# Privacy and encryption

As a protocol for peer-to-peer data storage and delivery, IPFS is a public network: Nodes participating in the network store data affiliated with globally consistent content addresses (CIDs) and advertise that they have those CIDs available for other nodes to use through publicly viewable distributed hash tables (DHTs). This paradigm is one of IPFS's core strengths — at its most basic, it's essentially a globally distributed "server" of the network's total available data, referenceable both by the content itself (those CIDs) and by the participants (the nodes) who have or want the content.

What this does mean, however, is that IPFS itself isn't explicitly protecting knowledge about CIDs and the nodes that provide or retrieve them. This isn't something unique to the distributed web; on both the d-web and the legacy web, traffic and other metadata can be monitored in ways that can infer a lot about a network and its users. Some key details on this are outlined below, but in short: While IPFS traffic between nodes is encrypted, the metadata those nodes publish to the DHT is public.
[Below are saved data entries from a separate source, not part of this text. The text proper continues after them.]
//! Recordings, per-recording window datasets and their concatenation.
//!
//! Three index spaces have to stay in exact alignment throughout the
//! pipeline:
//!
//! ```text
//! local index   position of a window inside one recording's sequence
//! flat index    position inside the concatenation of all recordings
//! batch row     position a provenance-blind trainer sees
//! ```
//!
//! This module owns the first two. [`WindowsDataset`] exposes flat local
//! indexing over one recording's windows; [`ConcatenatedWindowsDataset`]
//! chains many of them behind a single flat index, using a cumulative-size
//! table to translate `flat -> (recording, local)` and back. The translation
//! is a binary search over a monotone table, so it stays correct (and cheap)
//! for arbitrarily many recordings.
//!
//! Windowing many recordings is embarrassingly parallel, each recording
//! being windowed independently, so construction fans out over rayon while
//! consumption stays strictly sequential.

use std::sync::Arc;

use ndarray::Array2;
use rayon::prelude::*;

use crate::error::{DecodingError, Result};
use crate::metadata::{InfoRow, InfoTable};
use crate::windowing::{WindowCollection, WindowSample, Windower};

// ============================================================================
// WindowAccess
// ============================================================================

/// Flat-indexed read access to a window sequence.
///
/// Implemented by [`WindowsDataset`], [`ConcatenatedWindowsDataset`] and
/// split views, so the batching layer does not care whether it iterates a
/// whole corpus or a subset.
pub trait WindowAccess {
    /// Total number of windows.
    fn len(&self) -> usize;

    /// Window at flat index `index`; fails outside `[0, len)`.
    fn get(&self, index: usize) -> Result<WindowSample>;

    fn is_empty(&self) -> bool {
        self.len() == 0
    }
}

// ============================================================================
// RecordingSource
// ============================================================================

/// One continuous multi-channel recording plus its metadata row.
///
/// Created once per raw recording and immutable afterwards. The metadata row
/// is shared (not copied) with the [`WindowsDataset`] derived from it.
#[derive(Debug, Clone)]
pub struct RecordingSource {
    signal: Array2<f64>,
    info: Arc<InfoRow>,
    target_field: Option<String>,
}

impl RecordingSource {
    /// Wrap a `[n_channels, n_samples]` signal and its metadata row.
    ///
    /// If `target_field` is given it must name an existing field of `info`.
    pub fn new(
        signal: Array2<f64>,
        info: InfoRow,
        target_field: Option<String>,
    ) -> Result<Self> {
        if let Some(field) = &target_field {
            if !info.contains(field) {
                return Err(DecodingError::MissingField(field.clone()));
            }
        }
        Ok(Self {
            signal,
            info: Arc::new(info),
            target_field,
        })
    }

    /// Continuous signal, `[n_channels, n_samples]`.
    pub fn signal(&self) -> &Array2<f64> {
        &self.signal
    }

    /// Recording-level metadata row.
    pub fn info(&self) -> &Arc<InfoRow> {
        &self.info
    }

    /// Name of the metadata field holding the recording-level target, if any.
    pub fn target_field(&self) -> Option<&str> {
        self.target_field.as_deref()
    }

    /// Number of samples in the continuous signal.
    pub fn n_samples(&self) -> usize {
        self.signal.ncols()
    }

    /// Number of channels.
    pub fn n_channels(&self) -> usize {
        self.signal.nrows()
    }
}

// ============================================================================
// WindowsDataset
// ============================================================================

/// All windows of one recording, with flat local indexing `0..len`.
#[derive(Debug, Clone)]
pub struct WindowsDataset {
    windows: WindowCollection,
    info: Arc<InfoRow>,
}

impl WindowsDataset {
    /// Pair a window collection with its recording's metadata row.
    pub fn new(windows: WindowCollection, info: Arc<InfoRow>) -> Self {
        Self { windows, info }
    }

    /// Window a recording with the given windower.
    pub fn from_recording<W: Windower + ?Sized>(
        recording: &RecordingSource,
        windower: &W,
    ) -> Result<Self> {
        let windows = windower.window(recording)?;
        Ok(Self::new(windows, Arc::clone(recording.info())))
    }

    /// The recording's metadata row (shared, not copied).
    pub fn info(&self) -> &Arc<InfoRow> {
        &self.info
    }

    /// The underlying window collection.
    pub fn windows(&self) -> &WindowCollection {
        &self.windows
    }
}

impl WindowAccess for WindowsDataset {
    fn len(&self) -> usize {
        self.windows.len()
    }

    fn get(&self, index: usize) -> Result<WindowSample> {
        self.windows.window(index)
    }
}

// ============================================================================
// ConcatenatedWindowsDataset
// ============================================================================

/// Many per-recording datasets behind one flat index.
///
/// `cumulative_sizes[k]` is the total window count across the first `k + 1`
/// datasets; for any flat index `g` there is exactly one `k` with
/// `cumulative_sizes[k - 1] <= g < cumulative_sizes[k]` (taking
/// `cumulative_sizes[-1]` as 0), and `g - cumulative_sizes[k - 1]` is the
/// local index inside dataset `k`.
#[derive(Debug, Clone)]
pub struct ConcatenatedWindowsDataset {
    datasets: Vec<WindowsDataset>,
    cumulative_sizes: Vec<usize>,
    info: InfoTable,
}

impl ConcatenatedWindowsDataset {
    /// Concatenate per-recording datasets in the given order.
    pub fn concat(datasets: Vec<WindowsDataset>) -> Self {
        let mut cumulative_sizes = Vec::with_capacity(datasets.len());
        let mut running = 0usize;
        for ds in &datasets {
            running += WindowAccess::len(ds);
            cumulative_sizes.push(running);
        }
        let info = InfoTable::from_rows(
            datasets.iter().map(|ds| (**ds.info()).clone()).collect(),
        );
        log::info!(
            "concatenated {} recordings, {} windows total",
            datasets.len(),
            running
        );
        Self {
            datasets,
            cumulative_sizes,
            info,
        }
    }

    /// Window every recording and concatenate, preserving recording order.
    ///
    /// Windowing is independent per recording, so it runs on the rayon pool;
    /// the resulting dataset order still matches the input order.
    pub fn from_recordings<W: Windower + Sync>(
        recordings: &[RecordingSource],
        windower: &W,
    ) -> Result<Self> {
        let datasets: Result<Vec<WindowsDataset>> = recordings
            .par_iter()
            .map(|rec| WindowsDataset::from_recording(rec, windower))
            .collect();
        Ok(Self::concat(datasets?))
    }

    /// Number of concatenated recordings.
    pub fn n_recordings(&self) -> usize {
        self.datasets.len()
    }

    /// Running window counts, one entry per recording.
    pub fn cumulative_sizes(&self) -> &[usize] {
        &self.cumulative_sizes
    }

    /// Aggregated metadata table, one row per recording in dataset order.
    pub fn info(&self) -> &InfoTable {
        &self.info
    }

    /// The `k`-th per-recording dataset.
    pub fn dataset(&self, k: usize) -> Result<&WindowsDataset> {
        self.datasets
            .get(k)
            .ok_or_else(|| DecodingError::recording_index(k, self.datasets.len()))
    }

    /// Translate a flat index into `(recording index, local index)`.
    ///
    /// Binary search over the monotone cumulative table.
    pub fn resolve(&self, g: usize) -> Result<(usize, usize)> {
        let total = self.len();
        if g >= total {
            return Err(DecodingError::window_index(g, total));
        }
        // First k whose cumulative size exceeds g.
        let k = self.cumulative_sizes.partition_point(|&c| c <= g);
        let offset = if k == 0 { 0 } else { self.cumulative_sizes[k - 1] };
        Ok((k, g - offset))
    }

    /// Flat index of `(recording index, local index)`, the inverse of
    /// [`resolve`](Self::resolve).
    pub fn flat_index(&self, k: usize, local: usize) -> Result<usize> {
        let ds = self.dataset(k)?;
        let n = WindowAccess::len(ds);
        if local >= n {
            return Err(DecodingError::window_index(local, n));
        }
        let offset = if k == 0 { 0 } else { self.cumulative_sizes[k - 1] };
        Ok(offset + local)
    }

    /// Global flat index range `[start, stop)` covered by recording `k`.
    pub fn recording_range(&self, k: usize) -> Result<std::ops::Range<usize>> {
        if k >= self.datasets.len() {
            return Err(DecodingError::recording_index(k, self.datasets.len()));
        }
        let start = if k == 0 { 0 } else { self.cumulative_sizes[k - 1] };
        Ok(start..self.cumulative_sizes[k])
    }
}

impl WindowAccess for ConcatenatedWindowsDataset {
    fn len(&self) -> usize {
        self.cumulative_sizes.last().copied().unwrap_or(0)
    }

    fn get(&self, index: usize) -> Result<WindowSample> {
        let (k, local) = self.resolve(index)?;
        self.datasets[k].get(local)
    }
}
Nodes announce a variety of information essential to the DHT's function — including their unique node identifiers (PeerIDs) and the CIDs of data that they're providing — and because of this, information about which nodes are retrieving and/or reproviding which CIDs is publicly available.
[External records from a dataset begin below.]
//! Pipeline configuration management.
//!
//! Unified configuration for the loading and inference side of the
//! pipeline, with serialization support for experiment reproducibility.
//!
//! # Features
//!
//! - **Unified configuration**: one struct for the batching/inference stage
//! - **Serialization**: save/load to TOML or JSON
//! - **Validation**: catch invalid settings before a run starts
//! - **Reproducibility**: version-control-friendly configuration files
//!
//! # Example
//!
//! ```ignore
//! use cropped_decoding::config::DecodingConfig;
//!
//! let config = DecodingConfig::default();
//! config.save_toml("experiment_config.toml")?;
//!
//! let loaded = DecodingConfig::load_toml("experiment_config.toml")?;
//! loaded.validate()?;
//! ```

use std::fs;
use std::path::Path;

use serde::{Deserialize, Serialize};

use crate::error::{DecodingError, Result};

// ============================================================================
// LoaderConfig
// ============================================================================

/// Batch loading configuration.
#[derive(Debug, Clone, Serialize, Deserialize)]
pub struct LoaderConfig {
    /// Windows per batch (the last batch of a pass may be short).
    pub batch_size: usize,

    /// Whether to shuffle window order between passes. Must stay off for
    /// cropped inference.
    pub shuffle: bool,

    /// RNG seed for shuffled order; `None` draws from entropy.
    #[serde(skip_serializing_if = "Option::is_none")]
    pub seed: Option<u64>,

    /// Whether emitted batches drop the provenance element (training) or
    /// retain it (inference).
    pub drop_provenance: bool,
}

impl Default for LoaderConfig {
    fn default() -> Self {
        Self {
            batch_size: 64,
            shuffle: false,
            seed: None,
            drop_provenance: true,
        }
    }
}

impl LoaderConfig {
    /// Validate settings before use.
    pub fn validate(&self) -> Result<()> {
        if self.batch_size == 0 {
            return Err(DecodingError::InvalidConfig(
                "loader.batch_size must be positive".to_string(),
            ));
        }
        Ok(())
    }
}

// ============================================================================
// ExperimentMetadata
// ============================================================================

/// Optional experiment bookkeeping carried alongside a configuration.
#[derive(Debug, Clone, Serialize, Deserialize)]
pub struct ExperimentMetadata {
    /// Experiment name
    pub name: String,

    /// Description
    #[serde(skip_serializing_if = "Option::is_none")]
    pub description: Option<String>,

    /// Creation timestamp
    #[serde(skip_serializing_if = "Option::is_none")]
    pub created_at: Option<String>,

    /// Version or git commit
    #[serde(skip_serializing_if = "Option::is_none")]
    pub version: Option<String>,

    /// Custom tags
    #[serde(skip_serializing_if = "Option::is_none")]
    pub tags: Option<Vec<String>>,
}

// ============================================================================
// DecodingConfig
// ============================================================================

/// Complete configuration of the loading/inference stage.
#[derive(Debug, Clone, Default, Serialize, Deserialize)]
pub struct DecodingConfig {
    /// Batch loading configuration
    pub loader: LoaderConfig,

    /// Name of the metadata field holding recording-level targets, if any
    #[serde(skip_serializing_if = "Option::is_none")]
    pub target_field: Option<String>,

    /// Experiment metadata (optional)
    #[serde(skip_serializing_if = "Option::is_none")]
    pub metadata: Option<ExperimentMetadata>,
}

impl DecodingConfig {
    /// Validate the complete configuration.
    pub fn validate(&self) -> Result<()> {
        self.loader.validate()?;
        if let Some(field) = &self.target_field {
            if field.is_empty() {
                return Err(DecodingError::InvalidConfig(
                    "target_field must not be empty".to_string(),
                ));
            }
        }
        Ok(())
    }

    /// Save to a TOML file.
    pub fn save_toml<P: AsRef<Path>>(&self, path: P) -> Result<()> {
        let content = toml::to_string_pretty(self)?;
        fs::write(path, content)?;
        Ok(())
    }

    /// Load from a TOML file.
    pub fn load_toml<P: AsRef<Path>>(path: P) -> Result<Self> {
        let content = fs::read_to_string(path)?;
        Ok(toml::from_str(&content)?)
    }

    /// Save to a JSON file.
    pub fn save_json<P: AsRef<Path>>(&self, path: P) -> Result<()> {
        let content = serde_json::to_string_pretty(self)?;
        fs::write(path, content)?;
        Ok(())
    }

    /// Load from a JSON file.
    pub fn load_json<P: AsRef<Path>>(path: P) -> Result<Self> {
        let content = fs::read_to_string(path)?;
        Ok(serde_json::from_str(&content)?)
    }
}

#[cfg(test)]
mod tests {
    use super::*;

    #[test]
    fn default_config_is_valid() {
        assert!(DecodingConfig::default().validate().is_ok());
    }

    #[test]
    fn zero_batch_size_fails_validation() {
        let mut config = DecodingConfig::default();
        config.loader.batch_size = 0;
        assert!(config.validate().is_err());
    }

    #[test]
    fn empty_target_field_fails_validation() {
        let mut config = DecodingConfig::default();
        config.target_field = Some(String::new());
        assert!(config.validate().is_err());
    }

    #[test]
    fn toml_round_trip_preserves_settings() {
        let mut config = DecodingConfig::default();
        config.loader.batch_size = 32;
        config.loader.shuffle = true;
        config.loader.seed = Some(7);
        config.target_field = Some("pathological".to_string());
        config.metadata = Some(ExperimentMetadata {
            name: "tuh-abnormal-baseline".to_string(),
            description: Some("cropped decoding baseline".to_string()),
            created_at: None,
            version: None,
            tags: Some(vec!["cropped".to_string()]),
        });

        let text = toml::to_string_pretty(&config).unwrap();
        let loaded: DecodingConfig = toml::from_str(&text).unwrap();
        assert_eq!(loaded.loader.batch_size, 32);
        assert!(loaded.loader.shuffle);
        assert_eq!(loaded.loader.seed, Some(7));
        assert_eq!(loaded.target_field.as_deref(), Some("pathological"));
        assert_eq!(loaded.metadata.unwrap().name, "tuh-abnormal-baseline");
    }
}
So, why doesn't the IPFS protocol itself explicitly have a privacy layer built-in? This is in line with key principles of the protocol's highly modular design — after all, different uses of IPFS over its lifetime may call for different approaches to privacy. Explicitly implementing an approach to privacy within the IPFS core could "box in" future builders due to a lack of modularity, flexibility, and future-proofing. On the other hand, freeing those building on IPFS to use the best privacy approach for the situation at hand ensures IPFS is useful to as many as possible.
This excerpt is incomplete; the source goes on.